━━ Study material

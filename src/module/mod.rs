//! Module system for modhost
//!
//! Modules are registered statically as [`ModuleSource`]s. The
//! [`ModuleManager`] discovers them, resolves their dependencies, registers
//! their capabilities and actions, and runs their init hooks in order,
//! producing a frozen [`ModuleHost`].
//!
//! ## Startup phases
//!
//! Pending → Discovered → Resolved → Registering → Initializing → Ready.
//! A module whose dependency is missing or disabled is disabled too, and the
//! same goes transitively. Dependency cycles disable every module on them.

pub mod api;
pub mod capability;
pub mod loader;
pub mod manager;
pub mod registry;
pub mod traits;
pub mod validation;

pub use api::{Action, ActionFn, ActionRegistry};
pub use capability::{
    Command, CommandRegistry, Component, ComponentRegistry, Event, EventRegistry,
};
pub use loader::{LoadedModuleSet, ModuleLoader};
pub use manager::{DisabledEntry, LoadPlan, ModuleHost, ModuleManager};
pub use registry::{DisableReason, ModuleDescriptor, ModuleManifest};
pub use traits::{
    init_hook, noop_init_hook, InitHook, LifecycleState, ModuleError, ModuleExports,
    ModuleInitContext, ModuleSource, StaticModule,
};
//! Module dependency resolution
//!
//! Cascades disablement through missing or disabled dependencies until
//! nothing changes, then orders the survivors so every module comes after
//! all of its dependencies. Modules caught in a dependency cycle are
//! disabled rather than failing startup.

use std::collections::{BTreeSet, HashMap, HashSet};
use std::fmt;
use tracing::{debug, info, warn};

use crate::module::registry::discovery::{DiscoveredModule, DiscoveredSet};

/// Why a module ended up disabled
#[derive(Debug, Clone, PartialEq, Eq)]
pub enum DisableReason {
    /// `enabled = false` in the module's own manifest
    DisabledInManifest,
    /// Turned off by host configuration
    DisabledByConfig,
    /// A declared dependency does not exist
    MissingDependency(String),
    /// A declared dependency exists but is disabled
    DisabledDependency(String),
    /// The module sits on a dependency cycle with the listed modules
    DependencyCycle(Vec<String>),
}

impl fmt::Display for DisableReason {
    fn fmt(&self, f: &mut fmt::Formatter<'_>) -> fmt::Result {
        match self {
            DisableReason::DisabledInManifest => f.write_str("disabled in manifest"),
            DisableReason::DisabledByConfig => f.write_str("disabled by configuration"),
            DisableReason::MissingDependency(dep) => {
                write!(f, "depends on module '{}', which does not exist", dep)
            }
            DisableReason::DisabledDependency(dep) => {
                write!(f, "depends on module '{}', which is disabled", dep)
            }
            DisableReason::DependencyCycle(members) => {
                write!(f, "dependency cycle between {}", members.join(", "))
            }
        }
    }
}

/// A node in the dependency graph
#[derive(Debug, Clone, PartialEq, Eq)]
pub struct GraphNode {
    pub id: String,
    pub enabled: bool,
    pub depends: Vec<String>,
}

impl GraphNode {
    pub fn new(id: impl Into<String>, depends: &[&str]) -> Self {
        Self {
            id: id.into(),
            enabled: true,
            depends: depends.iter().map(|d| d.to_string()).collect(),
        }
    }
}
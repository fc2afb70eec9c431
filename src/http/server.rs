//! Web server serving the route table
//!
//! One hyper HTTP/1 connection task per accepted socket. Readiness is read
//! from the host's lifecycle watch on every request.

use anyhow::Result;
use bytes::Bytes;
use http_body_util::{BodyExt, Full};
use hyper::body::Incoming;
use hyper::server::conn::http1;
use hyper::service::service_fn;
use hyper::{Request, Response, StatusCode};
use hyper_util::rt::TokioIo;
use std::convert::Infallible;
use std::net::SocketAddr;
use std::sync::Arc;
use tokio::net::TcpListener;
use tokio::sync::watch;
use tracing::{debug, error, info, warn};

use super::{message_response, RouteRequest, RouteTable};
use crate::module::traits::LifecycleState;

/// HTTP server for module routers
pub struct WebServer {
    addr: SocketAddr,
    routes: Arc<RouteTable>,
    state: watch::Receiver<LifecycleState>,
}

impl WebServer {
    pub fn new(
        addr: SocketAddr,
        routes: RouteTable,
        state: watch::Receiver<LifecycleState>,
    ) -> Self {
        Self {
            addr,
            routes: Arc::new(routes),
            state,
        }
    }

    /// Listen on all interfaces at `port`
    pub fn on_port(
        port: u16,
        routes: RouteTable,
        state: watch::Receiver<LifecycleState>,
    ) -> Self {
        Self::new(SocketAddr::from(([0, 0, 0, 0], port)), routes, state)
    }

    /// Bind and serve until shutdown is signalled
    pub async fn start(self, shutdown: watch::Receiver<bool>) -> Result<()> {
        let listener = TcpListener::bind(self.addr).await?;
        info!(
            "Web server listening on {} ({} routers mounted)",
            self.addr,
            self.routes.len()
        );
        self.serve(listener, shutdown).await
    }

    /// Serve connections from an already bound listener
    pub async fn serve(self, listener: TcpListener, mut shutdown: watch::Receiver<bool>) -> Result<()> {
        loop {
            tokio::select! {
                accepted = listener.accept() => {
                    match accepted {
                        Ok((stream, peer)) => {
                            debug!("New HTTP connection from {}", peer);
                            let routes = Arc::clone(&self.routes);
                            let state = self.state.clone();
                            tokio::spawn(async move {
                                let service = service_fn(move |request| {
                                    let routes = Arc::clone(&routes);
                                    let ready = state.borrow().is_ready();
                                    async move {
                                        Ok::<_, Infallible>(handle_request(&routes, ready, request).await)
                                    }
                                });
                                if let Err(e) = http1::Builder::new()
                                    .serve_connection(TokioIo::new(stream), service)
                                    .await
                                {
                                    debug!("HTTP connection from {} ended with error: {}", peer, e);
                                }
                            });
                        }
                        Err(e) => {
                            error!("Failed to accept HTTP connection: {}", e);
                        }
                    }
                }
                _ = wait_for_shutdown(&mut shutdown) => {
                    info!("Web server stopping");
                    return Ok(());
                }
            }
        }
    }
}

async fn wait_for_shutdown(shutdown: &mut watch::Receiver<bool>) {
    if shutdown.wait_for(|stop| *stop).await.is_err() {
        // Sender dropped without ever signalling; serve forever
        std::future::pending::<()>().await;
    }
}

async fn handle_request(
    routes: &RouteTable,
    ready: bool,
    request: Request<Incoming>,
) -> Response<Full<Bytes>> {
    let (parts, body) = request.into_parts();
    let body = match body.collect().await {
        Ok(collected) => collected.to_bytes(),
        Err(e) => {
            warn!("Failed to read request body: {}", e);
            return message_response(StatusCode::BAD_REQUEST, "Bad request").map(Full::new);
        }
    };

    let request = RouteRequest {
        method: parts.method,
        path: parts.uri.path().to_string(),
        query: parts.uri.query().map(str::to_string),
        headers: parts.headers,
        body,
    };
    routes.route(ready, request).await.map(Full::new)
}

━━━━

## Problem to work on
In the records above, find the lines containing "bool" and copy them.

## Response
    pub enabled: bool,
    pub async fn start(self, shutdown: watch::Receiver<bool>) -> Result<()> {
    pub async fn serve(self, listener: TcpListener, mut shutdown: watch::Receiver<bool>) -> Result<()> {
async fn wait_for_shutdown(shutdown: &mut watch::Receiver<bool>) {
    ready: bool,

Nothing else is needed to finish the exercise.